[[ GIVEN RECORDS, beginning ]]

//! Typed view over a stored job record.
//!
//! Readers tolerate partial records: every accessor returns `None` for a
//! missing or mistyped attribute, and the caller decides whether that is a
//! denial, an item failure or an internal-consistency error.

use crate::domain::condition::Item;
use crate::domain::errors::JobStoreError;
use serde_json::Value;
use shared_types::{attributes, ContentType, JobRecord, JobStatus, ObjectId, SourceIdentity, Transform};

#[derive(Debug, Clone, PartialEq)]
pub struct JobItem {
    key: ObjectId,
    item: Item,
}

impl JobItem {
    pub(crate) fn new(key: ObjectId, item: Item) -> Self {
        Self { key, item }
    }

    fn string_attr(&self, name: &str) -> Option<&str> {
        self.item.get(name).and_then(Value::as_str)
    }

    /// The identifier stored in the record, if present and non-empty.
    #[must_use]
    pub fn object_id(&self) -> Option<ObjectId> {
        self.string_attr(attributes::PARTITION_KEY)
            .filter(|id| !id.is_empty())
            .map(ObjectId::from)
    }

    #[must_use]
    pub fn source_identity(&self) -> Option<SourceIdentity> {
        self.string_attr(attributes::SOURCE_IDENTITY)
            .map(SourceIdentity::new)
    }

    /// Raw status attribute.
    #[must_use]
    pub fn raw_status(&self) -> Option<&str> {
        self.string_attr(attributes::STATUS)
    }

    #[must_use]
    pub fn status(&self) -> Option<JobStatus> {
        self.raw_status().and_then(JobStatus::parse)
    }

    #[must_use]
    pub fn content_type(&self) -> Option<ContentType> {
        self.string_attr(attributes::CONTENT_TYPE)
            .and_then(ContentType::from_suffix)
    }

    /// The transform chain in stored order. A missing attribute is an empty chain.
    pub fn transforms(&self) -> Result<Vec<Transform>, JobStoreError> {
        match self.item.get(attributes::TRANSFORMS) {
            None | Some(Value::Null) => Ok(Vec::new()),
            Some(value) => serde_json::from_value(value.clone()).map_err(|e| {
                JobStoreError::Malformed {
                    object_id: self.key.clone(),
                    reason: format!("transforms: {e}"),
                }
            }),
        }
    }

    /// Decode into a fully-typed record.
    pub fn into_record(self) -> Result<JobRecord, JobStoreError> {
        let key = self.key;
        serde_json::from_value(Value::Object(self.item)).map_err(|e| JobStoreError::Malformed {
            object_id: key,
            reason: e.to_string(),
        })
    }

    #[must_use]
    pub fn as_item(&self) -> &Item {
        &self.item
    }
}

[[ GIVEN RECORDS, end ]]

Look through the entries above. Copy each line in which the string "JobStoreError" occurs.

(TASK ANSWER)
use crate::domain::errors::JobStoreError;
    pub fn transforms(&self) -> Result<Vec<Transform>, JobStoreError> {
                JobStoreError::Malformed {
    pub fn into_record(self) -> Result<JobRecord, JobStoreError> {
        serde_json::from_value(Value::Object(self.item)).map_err(|e| JobStoreError::Malformed {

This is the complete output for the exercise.